● Your instructions
Count how many lines in the material below hold the word "MediumError"; the reply is that number alone.
<<<<
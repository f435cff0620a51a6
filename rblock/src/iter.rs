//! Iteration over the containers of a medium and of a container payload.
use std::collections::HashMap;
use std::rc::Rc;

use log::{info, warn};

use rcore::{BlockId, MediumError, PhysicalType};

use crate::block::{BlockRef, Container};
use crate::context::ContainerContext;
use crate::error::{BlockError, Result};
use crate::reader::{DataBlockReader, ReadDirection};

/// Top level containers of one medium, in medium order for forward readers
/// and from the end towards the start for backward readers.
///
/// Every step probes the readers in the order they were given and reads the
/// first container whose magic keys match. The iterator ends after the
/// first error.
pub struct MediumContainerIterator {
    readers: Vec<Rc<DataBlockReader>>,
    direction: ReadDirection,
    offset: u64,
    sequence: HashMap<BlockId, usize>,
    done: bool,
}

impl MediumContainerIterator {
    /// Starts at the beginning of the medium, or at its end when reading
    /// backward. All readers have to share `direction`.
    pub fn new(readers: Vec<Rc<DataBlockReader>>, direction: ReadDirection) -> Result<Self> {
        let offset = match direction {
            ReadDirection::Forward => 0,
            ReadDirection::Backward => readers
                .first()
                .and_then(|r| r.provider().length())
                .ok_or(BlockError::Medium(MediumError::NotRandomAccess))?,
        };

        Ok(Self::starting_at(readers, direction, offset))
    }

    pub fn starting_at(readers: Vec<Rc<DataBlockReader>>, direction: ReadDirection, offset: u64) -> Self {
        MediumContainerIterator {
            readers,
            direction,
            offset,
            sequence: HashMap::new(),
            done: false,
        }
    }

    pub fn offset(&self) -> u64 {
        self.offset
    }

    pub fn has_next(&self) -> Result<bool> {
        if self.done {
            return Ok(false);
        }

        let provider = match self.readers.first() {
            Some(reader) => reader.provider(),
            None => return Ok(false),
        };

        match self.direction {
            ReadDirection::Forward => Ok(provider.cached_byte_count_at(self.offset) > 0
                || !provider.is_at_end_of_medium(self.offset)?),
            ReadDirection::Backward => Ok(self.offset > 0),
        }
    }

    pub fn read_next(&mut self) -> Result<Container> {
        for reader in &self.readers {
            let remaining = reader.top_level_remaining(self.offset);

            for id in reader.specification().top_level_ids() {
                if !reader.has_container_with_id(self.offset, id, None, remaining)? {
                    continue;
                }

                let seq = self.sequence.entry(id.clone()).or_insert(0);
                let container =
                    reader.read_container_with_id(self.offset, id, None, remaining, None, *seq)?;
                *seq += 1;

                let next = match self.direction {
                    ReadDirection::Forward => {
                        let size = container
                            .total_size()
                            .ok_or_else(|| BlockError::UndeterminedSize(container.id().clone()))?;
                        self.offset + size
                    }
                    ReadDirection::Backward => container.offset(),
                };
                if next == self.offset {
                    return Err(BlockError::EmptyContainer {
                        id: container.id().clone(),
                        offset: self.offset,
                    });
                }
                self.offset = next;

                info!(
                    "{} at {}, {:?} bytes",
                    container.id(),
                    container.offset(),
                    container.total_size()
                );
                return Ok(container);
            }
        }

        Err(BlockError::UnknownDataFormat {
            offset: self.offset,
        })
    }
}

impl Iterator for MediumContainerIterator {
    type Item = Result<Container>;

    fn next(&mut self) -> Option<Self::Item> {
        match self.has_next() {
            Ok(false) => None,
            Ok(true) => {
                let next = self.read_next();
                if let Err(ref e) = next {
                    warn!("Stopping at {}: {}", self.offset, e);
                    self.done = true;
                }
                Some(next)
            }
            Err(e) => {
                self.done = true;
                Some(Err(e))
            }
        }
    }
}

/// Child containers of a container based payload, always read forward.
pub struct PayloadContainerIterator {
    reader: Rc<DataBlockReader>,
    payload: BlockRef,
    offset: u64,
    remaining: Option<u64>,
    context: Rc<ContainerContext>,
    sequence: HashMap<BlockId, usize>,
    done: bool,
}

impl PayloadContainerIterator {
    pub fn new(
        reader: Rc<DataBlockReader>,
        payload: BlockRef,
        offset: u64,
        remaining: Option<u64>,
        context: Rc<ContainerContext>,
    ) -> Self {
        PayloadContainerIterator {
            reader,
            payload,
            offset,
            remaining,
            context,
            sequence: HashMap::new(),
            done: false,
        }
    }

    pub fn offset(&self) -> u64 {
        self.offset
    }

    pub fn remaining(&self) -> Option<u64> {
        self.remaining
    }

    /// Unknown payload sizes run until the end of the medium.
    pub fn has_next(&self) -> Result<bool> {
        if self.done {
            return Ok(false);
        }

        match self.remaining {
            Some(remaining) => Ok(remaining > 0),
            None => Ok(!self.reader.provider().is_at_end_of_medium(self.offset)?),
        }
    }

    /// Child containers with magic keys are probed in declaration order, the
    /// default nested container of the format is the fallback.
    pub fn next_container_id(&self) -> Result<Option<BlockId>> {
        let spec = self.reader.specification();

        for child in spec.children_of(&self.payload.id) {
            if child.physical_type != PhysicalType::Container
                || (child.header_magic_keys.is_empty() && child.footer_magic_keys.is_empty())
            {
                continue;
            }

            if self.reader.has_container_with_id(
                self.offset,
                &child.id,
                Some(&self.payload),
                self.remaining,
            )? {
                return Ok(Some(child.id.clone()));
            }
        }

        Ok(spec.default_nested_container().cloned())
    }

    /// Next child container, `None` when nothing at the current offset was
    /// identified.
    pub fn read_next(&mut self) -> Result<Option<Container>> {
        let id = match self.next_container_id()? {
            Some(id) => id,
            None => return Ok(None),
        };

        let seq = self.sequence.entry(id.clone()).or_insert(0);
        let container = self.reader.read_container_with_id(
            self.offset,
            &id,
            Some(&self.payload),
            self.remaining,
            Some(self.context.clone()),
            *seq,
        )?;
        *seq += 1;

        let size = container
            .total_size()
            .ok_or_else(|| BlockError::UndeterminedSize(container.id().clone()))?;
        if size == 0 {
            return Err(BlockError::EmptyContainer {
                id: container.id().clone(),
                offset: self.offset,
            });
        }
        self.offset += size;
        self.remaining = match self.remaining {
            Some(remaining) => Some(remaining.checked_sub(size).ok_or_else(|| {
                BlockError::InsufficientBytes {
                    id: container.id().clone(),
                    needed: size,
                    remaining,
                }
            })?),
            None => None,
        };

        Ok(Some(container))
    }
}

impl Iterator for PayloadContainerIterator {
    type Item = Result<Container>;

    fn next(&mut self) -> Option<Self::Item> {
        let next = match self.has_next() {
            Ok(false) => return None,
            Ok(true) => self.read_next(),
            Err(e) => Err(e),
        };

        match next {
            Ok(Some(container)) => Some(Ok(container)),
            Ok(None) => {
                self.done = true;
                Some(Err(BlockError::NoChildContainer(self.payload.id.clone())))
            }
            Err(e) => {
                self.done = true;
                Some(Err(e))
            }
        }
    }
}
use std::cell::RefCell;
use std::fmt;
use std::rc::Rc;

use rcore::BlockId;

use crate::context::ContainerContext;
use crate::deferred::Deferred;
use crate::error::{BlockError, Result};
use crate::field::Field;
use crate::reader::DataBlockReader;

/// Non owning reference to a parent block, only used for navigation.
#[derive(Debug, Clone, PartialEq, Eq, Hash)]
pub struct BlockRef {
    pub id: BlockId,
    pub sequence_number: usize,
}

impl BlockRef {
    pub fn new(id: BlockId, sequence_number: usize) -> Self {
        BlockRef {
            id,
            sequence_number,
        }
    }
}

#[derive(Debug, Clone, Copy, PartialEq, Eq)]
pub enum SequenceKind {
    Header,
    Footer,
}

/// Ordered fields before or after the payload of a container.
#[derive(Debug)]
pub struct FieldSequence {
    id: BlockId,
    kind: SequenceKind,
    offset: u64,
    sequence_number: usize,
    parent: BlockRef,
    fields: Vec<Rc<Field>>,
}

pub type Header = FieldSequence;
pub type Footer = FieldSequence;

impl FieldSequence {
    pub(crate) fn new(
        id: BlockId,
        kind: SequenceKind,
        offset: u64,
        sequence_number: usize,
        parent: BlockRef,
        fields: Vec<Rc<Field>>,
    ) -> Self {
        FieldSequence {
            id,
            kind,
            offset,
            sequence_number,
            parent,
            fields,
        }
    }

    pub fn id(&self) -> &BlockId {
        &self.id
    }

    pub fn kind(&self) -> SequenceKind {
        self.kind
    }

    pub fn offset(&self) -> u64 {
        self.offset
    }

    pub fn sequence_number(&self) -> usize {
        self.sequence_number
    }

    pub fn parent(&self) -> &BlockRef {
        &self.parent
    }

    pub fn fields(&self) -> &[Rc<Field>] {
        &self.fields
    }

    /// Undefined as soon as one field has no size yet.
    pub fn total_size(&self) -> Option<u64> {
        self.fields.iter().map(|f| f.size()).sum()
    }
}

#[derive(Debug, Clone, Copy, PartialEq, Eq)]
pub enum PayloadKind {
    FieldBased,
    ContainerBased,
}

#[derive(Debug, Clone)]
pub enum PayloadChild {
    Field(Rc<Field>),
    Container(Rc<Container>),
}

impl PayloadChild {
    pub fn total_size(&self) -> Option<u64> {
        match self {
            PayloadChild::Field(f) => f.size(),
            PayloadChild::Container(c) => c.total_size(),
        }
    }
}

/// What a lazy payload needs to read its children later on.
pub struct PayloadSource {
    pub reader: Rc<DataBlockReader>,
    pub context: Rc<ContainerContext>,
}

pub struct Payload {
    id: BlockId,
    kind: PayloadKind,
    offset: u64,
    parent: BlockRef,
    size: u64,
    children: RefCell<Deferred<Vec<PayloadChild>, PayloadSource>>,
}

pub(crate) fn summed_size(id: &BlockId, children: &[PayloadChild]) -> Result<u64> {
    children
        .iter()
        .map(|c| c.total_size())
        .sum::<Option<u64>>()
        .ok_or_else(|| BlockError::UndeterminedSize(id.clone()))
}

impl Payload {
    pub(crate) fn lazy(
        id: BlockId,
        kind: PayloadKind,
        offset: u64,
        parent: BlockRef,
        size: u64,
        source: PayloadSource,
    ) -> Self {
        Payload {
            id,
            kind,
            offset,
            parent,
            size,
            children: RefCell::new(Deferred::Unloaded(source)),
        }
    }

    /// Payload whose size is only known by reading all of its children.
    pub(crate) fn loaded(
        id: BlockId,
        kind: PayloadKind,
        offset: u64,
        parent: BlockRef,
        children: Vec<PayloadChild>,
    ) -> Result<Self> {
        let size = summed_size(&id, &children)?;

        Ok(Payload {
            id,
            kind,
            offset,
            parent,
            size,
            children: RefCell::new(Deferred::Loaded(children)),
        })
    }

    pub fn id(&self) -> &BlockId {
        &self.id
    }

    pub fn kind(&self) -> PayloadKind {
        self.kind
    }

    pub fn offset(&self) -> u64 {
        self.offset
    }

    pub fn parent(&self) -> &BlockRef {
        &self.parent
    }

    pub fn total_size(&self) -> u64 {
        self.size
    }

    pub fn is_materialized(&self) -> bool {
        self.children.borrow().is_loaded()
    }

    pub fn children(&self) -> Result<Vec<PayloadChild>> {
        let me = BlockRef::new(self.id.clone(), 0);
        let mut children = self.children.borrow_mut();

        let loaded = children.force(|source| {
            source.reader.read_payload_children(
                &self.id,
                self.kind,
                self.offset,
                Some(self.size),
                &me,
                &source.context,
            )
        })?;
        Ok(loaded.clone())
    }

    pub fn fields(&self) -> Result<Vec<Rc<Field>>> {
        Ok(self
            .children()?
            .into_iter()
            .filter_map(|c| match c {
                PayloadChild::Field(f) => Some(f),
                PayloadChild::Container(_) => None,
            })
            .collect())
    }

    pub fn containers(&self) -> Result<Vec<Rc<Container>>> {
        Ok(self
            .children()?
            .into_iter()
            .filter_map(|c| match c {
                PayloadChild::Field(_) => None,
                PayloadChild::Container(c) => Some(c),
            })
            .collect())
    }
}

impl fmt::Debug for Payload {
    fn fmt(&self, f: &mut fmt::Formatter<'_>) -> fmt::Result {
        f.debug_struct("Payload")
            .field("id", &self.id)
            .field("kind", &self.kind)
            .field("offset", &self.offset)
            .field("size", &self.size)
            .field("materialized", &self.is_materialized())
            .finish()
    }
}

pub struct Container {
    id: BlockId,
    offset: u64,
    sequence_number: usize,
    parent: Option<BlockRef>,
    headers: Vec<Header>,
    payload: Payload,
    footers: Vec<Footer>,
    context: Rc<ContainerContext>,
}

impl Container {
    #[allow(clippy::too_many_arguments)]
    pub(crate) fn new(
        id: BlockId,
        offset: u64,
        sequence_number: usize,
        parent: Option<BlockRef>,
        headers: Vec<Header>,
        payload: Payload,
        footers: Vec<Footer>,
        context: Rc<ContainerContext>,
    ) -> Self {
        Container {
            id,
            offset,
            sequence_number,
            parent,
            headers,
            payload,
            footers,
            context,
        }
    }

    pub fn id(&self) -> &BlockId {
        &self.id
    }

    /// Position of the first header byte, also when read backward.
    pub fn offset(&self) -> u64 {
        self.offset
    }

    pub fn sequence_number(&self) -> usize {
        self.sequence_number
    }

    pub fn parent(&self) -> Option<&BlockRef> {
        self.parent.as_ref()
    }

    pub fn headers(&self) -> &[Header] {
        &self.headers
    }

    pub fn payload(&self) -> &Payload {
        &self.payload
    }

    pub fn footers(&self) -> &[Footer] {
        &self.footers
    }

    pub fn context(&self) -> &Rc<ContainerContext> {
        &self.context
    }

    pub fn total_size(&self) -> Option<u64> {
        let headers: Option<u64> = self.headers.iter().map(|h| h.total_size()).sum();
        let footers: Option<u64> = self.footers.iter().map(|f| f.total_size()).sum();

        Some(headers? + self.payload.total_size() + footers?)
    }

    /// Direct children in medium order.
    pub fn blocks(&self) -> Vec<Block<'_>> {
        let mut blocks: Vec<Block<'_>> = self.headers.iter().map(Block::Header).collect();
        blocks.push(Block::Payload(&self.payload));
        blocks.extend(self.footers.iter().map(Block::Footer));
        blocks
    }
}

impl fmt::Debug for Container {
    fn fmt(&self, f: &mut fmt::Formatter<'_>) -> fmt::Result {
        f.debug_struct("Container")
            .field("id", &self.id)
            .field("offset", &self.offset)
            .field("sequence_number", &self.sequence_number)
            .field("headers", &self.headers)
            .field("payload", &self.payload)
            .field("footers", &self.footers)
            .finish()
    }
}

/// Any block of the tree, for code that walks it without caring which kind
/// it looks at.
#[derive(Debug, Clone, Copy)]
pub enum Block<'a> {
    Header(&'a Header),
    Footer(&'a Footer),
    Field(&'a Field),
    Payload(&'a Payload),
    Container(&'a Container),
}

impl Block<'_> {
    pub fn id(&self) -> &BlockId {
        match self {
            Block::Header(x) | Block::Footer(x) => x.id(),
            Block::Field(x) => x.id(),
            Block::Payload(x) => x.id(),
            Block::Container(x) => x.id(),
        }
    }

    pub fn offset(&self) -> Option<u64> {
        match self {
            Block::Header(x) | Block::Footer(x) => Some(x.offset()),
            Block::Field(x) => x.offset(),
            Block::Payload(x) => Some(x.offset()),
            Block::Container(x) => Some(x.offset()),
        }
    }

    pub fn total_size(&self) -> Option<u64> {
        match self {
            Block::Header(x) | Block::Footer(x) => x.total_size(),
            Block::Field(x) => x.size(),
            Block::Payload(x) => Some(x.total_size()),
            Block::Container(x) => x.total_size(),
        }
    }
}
>>>>
● Exercise output
2